And, by the time that it ended–as it is about to do–I had a moment of clarity– perhaps even a moment of wisdom.

I am delighted that I called on my students to tackle my unrealistic question.

I am even more delighted that I tackled it myself because in sorting through my own lessons–in creating my own “call and response”–my essay ran a course of lucky events, and I achieved my own Frostian stay against confusion, momentary though it might be!

6 thoughts on “Call and Response

  1. I love your revelation! And even the continual Frost references (“as the essay rode along on its own melting”) throughout the blog. Never stop writing; it brings you comfort and your readers delight!


  2. Many years ago, I read a quotation about life happening on the banks of a river, and it made a big impression on me. It comforted me then, and it comforts me now when I’m going through bad times.
    A few years ago I wanted get the exact quote to put in a personal essay. (For one of Professor Kendrick’s classes, as it happens.) It didn’t take long to find on the Internet, and here it is from my essay, which I saved:
    “Civilization is a stream with banks. The stream is sometimes filled with blood from killing, stealing, shouting and doing the things historians usually record; while on the banks, unnoticed, people build homes, make love, raise children, sing songs, write poetry and even whittle statues. The story of civilization is the story of what happened on the banks.” Will Durant, THE STORY OF CIVILIZATION
    Important people will write histories of the pandemic and what came before and what comes after, but what happened to the people on the banks will have been saved in diaries, letters, emails, and, yes, essays assigned for credit.
    I hope your students save their essays. They will be a slice of history and an insight into the character and personality of the student who wrote them. If a subsequent reader should happen to be a grandchild or other family member, that will be a sweet bonus.

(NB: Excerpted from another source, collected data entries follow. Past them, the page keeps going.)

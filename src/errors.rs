use axum::{
    http::StatusCode,
    response::{IntoResponse, Response},
    Json,
};
use sea_orm::error::DbErr;
use serde::{Deserialize, Serialize};

/// Standard JSON error body returned by every failing endpoint.
#[derive(Debug, Serialize, Deserialize)]
pub struct ErrorResponse {
    /// HTTP status category (e.g., "Not Found", "Bad Request")
    pub error: String,
    /// Human-readable error description
    pub message: String,
    /// ISO 8601 timestamp when the error occurred
    pub timestamp: String,
}

#[derive(Debug, thiserror::Error)]
pub enum ServiceError {
    #[error("User with ID {0} not found")]
    UserNotFound(i32),

    #[error("Order with ID {0} not found")]
    OrderNotFound(i32),

    #[error("Product with ID {0} not found")]
    ProductNotFound(i32),

    #[error("No line for product {product_id} on order {order_id}")]
    AssociationNotFound { order_id: i32, product_id: i32 },

    #[error("Product {product_id} is already on order {order_id}")]
    DuplicateAssociation { order_id: i32, product_id: i32 },

    #[error("Quantity must be a positive integer, got {0}")]
    InvalidQuantity(i32),

    #[error("Email {0} is already registered")]
    EmailTaken(String),

    #[error("Validation error: {0}")]
    ValidationError(String),

    #[error("Transient storage error: {0}")]
    TransientStorage(String),

    #[error("Database error: {0}")]
    DatabaseError(DbErr),
}

impl From<validator::ValidationErrors> for ServiceError {
    fn from(err: validator::ValidationErrors) -> Self {
        ServiceError::ValidationError(err.to_string())
    }
}

/// Classifies database errors so retryable connection-level failures keep
/// their transient kind instead of collapsing into a generic 500.
impl From<DbErr> for ServiceError {
    fn from(err: DbErr) -> Self {
        match err {
            DbErr::ConnectionAcquire(source) => {
                ServiceError::TransientStorage(source.to_string())
            }
            DbErr::Conn(source) => ServiceError::TransientStorage(source.to_string()),
            other => ServiceError::DatabaseError(other),
        }
    }
}

impl ServiceError {
    /// Returns the HTTP status code for this error.
    /// This is the single source of truth for error-to-status mapping.
    pub fn status_code(&self) -> StatusCode {
        match self {
            Self::UserNotFound(_)
            | Self::OrderNotFound(_)
            | Self::ProductNotFound(_)
            | Self::AssociationNotFound { .. } => StatusCode::NOT_FOUND,
            Self::DuplicateAssociation { .. }
            | Self::InvalidQuantity(_)
            | Self::ValidationError(_) => StatusCode::BAD_REQUEST,
            Self::EmailTaken(_) => StatusCode::CONFLICT,
            Self::TransientStorage(_) => StatusCode::SERVICE_UNAVAILABLE,
            Self::DatabaseError(_) => StatusCode::INTERNAL_SERVER_ERROR,
        }
    }

    /// Returns the error message suitable for HTTP responses.
    /// Internal errors return generic messages to avoid leaking implementation details.
    pub fn response_message(&self) -> String {
        match self {
            Self::DatabaseError(_) => "Database error".to_string(),
            Self::TransientStorage(_) => "Storage temporarily unavailable".to_string(),
            _ => self.to_string(),
        }
    }

    /// Whether a caller may retry the failed operation.
    pub fn is_retryable(&self) -> bool {
        matches!(self, Self::TransientStorage(_))
    }
}

impl IntoResponse for ServiceError {
    fn into_response(self) -> Response {
        let status = self.status_code();

        let err = ErrorResponse {
            error: status.canonical_reason().unwrap_or("Error").to_string(),
            message: self.response_message(),
            timestamp: chrono::Utc::now().to_rfc3339(),
        };

        (status, Json(err)).into_response()
    }
}

#[cfg(test)]
mod tests {
    use super::*;

    #[test]
    fn status_codes_are_distinct_per_kind() {
        assert_eq!(
            ServiceError::OrderNotFound(1).status_code(),
            StatusCode::NOT_FOUND
        );
        assert_eq!(
            ServiceError::AssociationNotFound {
                order_id: 1,
                product_id: 7
            }
            .status_code(),
            StatusCode::NOT_FOUND
        );
        assert_eq!(
            ServiceError::DuplicateAssociation {
                order_id: 1,
                product_id: 7
            }
            .status_code(),
            StatusCode::BAD_REQUEST
        );
        assert_eq!(
            ServiceError::InvalidQuantity(0).status_code(),
            StatusCode::BAD_REQUEST
        );
        assert_eq!(
            ServiceError::EmailTaken("a@b.c".into()).status_code(),
            StatusCode::CONFLICT
        );
        assert_eq!(
            ServiceError::TransientStorage("pool exhausted".into()).status_code(),
            StatusCode::SERVICE_UNAVAILABLE
        );
    }

    #[test]
    fn only_transient_errors_are_retryable() {
        assert!(ServiceError::TransientStorage("timeout".into()).is_retryable());
        assert!(!ServiceError::OrderNotFound(3).is_retryable());
        assert!(!ServiceError::DuplicateAssociation {
            order_id: 1,
            product_id: 2
        }
        .is_retryable());
    }

    #[test]
    fn database_errors_hide_details_in_responses() {
        let err = ServiceError::DatabaseError(DbErr::Custom("secret dsn".into()));
        assert_eq!(err.response_message(), "Database error");
    }
}
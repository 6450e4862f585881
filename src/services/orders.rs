use crate::{
    db::DbPool,
    entities::order::{
        self, ActiveModel as OrderActiveModel, Entity as OrderEntity, Model as OrderModel,
    },
    entities::user::Entity as UserEntity,
    errors::ServiceError,
    services::order_lines,
};
use chrono::{DateTime, NaiveDate, Utc};
use sea_orm::{ActiveModelTrait, EntityTrait, QueryOrder, Set, TransactionTrait};
use serde::{Deserialize, Serialize};
use std::sync::Arc;
use tracing::{info, instrument};

#[derive(Debug, Serialize, Deserialize)]
#[serde(deny_unknown_fields)]
pub struct CreateOrderRequest {
    pub user_id: i32,
    /// ISO-8601 order date; defaults to the creation time when absent.
    pub order_date: Option<String>,
}

/// Parses an ISO-8601 order date. Accepts a full RFC 3339 timestamp or a
/// bare date, which is taken as midnight UTC.
fn parse_order_date(raw: &str) -> Result<DateTime<Utc>, ServiceError> {
    if let Ok(dt) = DateTime::parse_from_rfc3339(raw) {
        return Ok(dt.with_timezone(&Utc));
    }
    if let Ok(date) = NaiveDate::parse_from_str(raw, "%Y-%m-%d") {
        if let Some(dt) = date.and_hms_opt(0, 0, 0) {
            return Ok(dt.and_utc());
        }
    }
    Err(ServiceError::ValidationError(format!(
        "order_date '{raw}' is not a valid ISO-8601 timestamp"
    )))
}

/// Service for order records. Orders are only mutated through their lines,
/// so there is no update path here.
#[derive(Clone)]
pub struct OrderService {
    db_pool: Arc<DbPool>,
}

impl OrderService {
    pub fn new(db_pool: Arc<DbPool>) -> Self {
        Self { db_pool }
    }

    #[instrument(skip(self, request), fields(user_id = request.user_id))]
    pub async fn create_order(
        &self,
        request: CreateOrderRequest,
    ) -> Result<OrderModel, ServiceError> {
        let order_date = match request.order_date.as_deref() {
            Some(raw) => parse_order_date(raw)?,
            None => Utc::now(),
        };

        let db = &*self.db_pool;
        UserEntity::find_by_id(request.user_id)
            .one(db)
            .await?
            .ok_or(ServiceError::UserNotFound(request.user_id))?;

        let order = OrderActiveModel {
            user_id: Set(request.user_id),
            order_date: Set(order_date),
            ..Default::default()
        };

        let model = order.insert(db).await?;
        info!(order_id = model.id, user_id = model.user_id, "Order created");
        Ok(model)
    }

    #[instrument(skip(self))]
    pub async fn get_order(&self, order_id: i32) -> Result<OrderModel, ServiceError> {
        OrderEntity::find_by_id(order_id)
            .one(&*self.db_pool)
            .await?
            .ok_or(ServiceError::OrderNotFound(order_id))
    }

    #[instrument(skip(self))]
    pub async fn list_orders(&self) -> Result<Vec<OrderModel>, ServiceError> {
        Ok(OrderEntity::find()
            .order_by_asc(order::Column::Id)
            .all(&*self.db_pool)
            .await?)
    }

    /// Deletes an order and, in the same transaction, all of its lines.
    /// The products referenced by those lines are untouched.
    #[instrument(skip(self))]
    pub async fn delete_order(&self, order_id: i32) -> Result<(), ServiceError> {
        let db = &*self.db_pool;

        let txn = db.begin().await?;

        OrderEntity::find_by_id(order_id)
            .one(&txn)
            .await?
            .ok_or(ServiceError::OrderNotFound(order_id))?;

        let lines_removed = order_lines::remove_lines_for_order(&txn, order_id).await?;
        OrderEntity::delete_by_id(order_id).exec(&txn).await?;

        txn.commit().await?;

        info!(order_id, lines_removed, "Order deleted");
        Ok(())
    }
}
use std::sync::Arc;

use axum::{
    body::Body,
    http::{header, Method, Request, Response, StatusCode},
    Router,
};
use rust_decimal::Decimal;
use serde_json::Value;
use shop_api::{
    api_routes,
    config::AppConfig,
    db::{self, DbConfig},
    entities::{order, product, user},
    handlers::health_routes,
    services::{orders::CreateOrderRequest, products::CreateProductRequest, users::CreateUserRequest},
    AppState,
};
use tower::ServiceExt;

/// Helper harness wiring the router to a fresh in-memory SQLite database.
pub struct TestApp {
    router: Router,
    pub state: AppState,
}

impl TestApp {
    /// Construct a new test application with fresh database state.
    pub async fn new() -> Self {
        // One pooled connection so every request sees the same in-memory DB.
        let db_config = DbConfig {
            url: "sqlite::memory:".to_string(),
            max_connections: 1,
            min_connections: 1,
            ..Default::default()
        };
        let pool = db::establish_connection_with_config(&db_config)
            .await
            .expect("connect to in-memory sqlite");
        db::run_migrations(&pool).await.expect("run migrations");

        let cfg = AppConfig {
            database_url: db_config.url.clone(),
            host: "127.0.0.1".to_string(),
            port: 0,
            environment: "test".to_string(),
            log_level: "debug".to_string(),
            log_json: false,
            auto_migrate: true,
            db_max_connections: 1,
            db_min_connections: 1,
            request_timeout_secs: 5,
        };

        let state = AppState::new(Arc::new(pool), cfg);
        let router = Router::new()
            .merge(health_routes())
            .nest("/api/v1", api_routes())
            .with_state(state.clone());

        Self { router, state }
    }

    /// Issues a single request against the router.
    pub async fn request(
        &self,
        method: Method,
        path: &str,
        body: Option<Value>,
    ) -> Response<Body> {
        let mut builder = Request::builder().method(method).uri(path);

        let request = match body {
            Some(json) => {
                builder = builder.header(header::CONTENT_TYPE, "application/json");
                builder
                    .body(Body::from(json.to_string()))
                    .expect("build request")
            }
            None => builder.body(Body::empty()).expect("build request"),
        };

        self.router
            .clone()
            .oneshot(request)
            .await
            .expect("route request")
    }

    /// Issues a request and parses the JSON response body.
    pub async fn request_json(
        &self,
        method: Method,
        path: &str,
        body: Option<Value>,
    ) -> (StatusCode, Value) {
        let response = self.request(method, path, body).await;
        let status = response.status();
        let bytes = axum::body::to_bytes(response.into_body(), usize::MAX)
            .await
            .expect("read response body");
        let json = if bytes.is_empty() {
            Value::Null
        } else {
            serde_json::from_slice(&bytes).expect("parse response body")
        };
        (status, json)
    }

    pub async fn seed_user(&self, name: &str, email: &str) -> user::Model {
        self.state
            .users
            .create_user(CreateUserRequest {
                name: name.to_string(),
                email: email.to_string(),
                address: None,
            })
            .await
            .expect("seed user")
    }

    pub async fn seed_product(&self, name: &str, price: Decimal) -> product::Model {
        self.state
            .products
            .create_product(CreateProductRequest {
                product_name: name.to_string(),
                price,
            })
            .await
            .expect("seed product")
    }

    pub async fn seed_order(&self, user_id: i32) -> order::Model {
        self.state
            .orders
            .create_order(CreateOrderRequest {
                user_id,
                order_date: None,
            })
            .await
            .expect("seed order")
    }
}
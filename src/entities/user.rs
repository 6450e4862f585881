use sea_orm::entity::prelude::*;
use serde::{Deserialize, Serialize};

#[derive(Clone, Debug, PartialEq, Eq, DeriveEntityModel, Serialize, Deserialize)]
#[sea_orm(table_name = "users")]
pub struct Model {
    #[sea_orm(primary_key)]
    pub id: i32,
    pub name: String,
    #[sea_orm(unique)]
    pub email: String,
    pub address: Option<String>,
}

#[derive(Copy, Clone, Debug, EnumIter, DeriveRelation)]
pub enum Relation {
    #[sea_orm(has_many = "super::order::Entity")]
    Orders,
}

impl Related<super::order::Entity> for Entity {
    fn to() -> RelationDef {
        Relation::Orders.def()
    }
}

impl ActiveModelBehavior for ActiveModel {}
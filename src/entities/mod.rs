pub mod order;
pub mod order_line;
pub mod product;
pub mod user;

    • Thank you so much, Bonnie, for such a thoughtful and extensive comment. I love “on the banks” because it can be taken literally or metaphorically.

      As for what’s being written about the pandemic, important people will loom large, just as you say they will. However, I think that the diaries, letters, emails, and essays that you mention will be of far greater significance, if they are preserved. I hope that they will be!

      I am so delighted that you mentioned my students’ essays in your comment. If your ears are burning in the morning, it will be because I will be reading ​your comment aloud to my class!

      Again, thanks!


  3. As always, Brent, your reflection “begins in delight and ends in wisdom.” I have asked my tribe the same question and I am reflecting on my answer, as well. Thank you for making us reflect and think, critically and thoughtfully.


    • My students enjoyed this assignment immensely, and they actually appreciated the opportunity to reflect on what they have learned from the pandemic. To my joy, their essays accentuated the positives that had come their way, not the least of which was spending more quality time with family and having more time to focus on their own physical and emotional well-being.

      Thanks, Ski.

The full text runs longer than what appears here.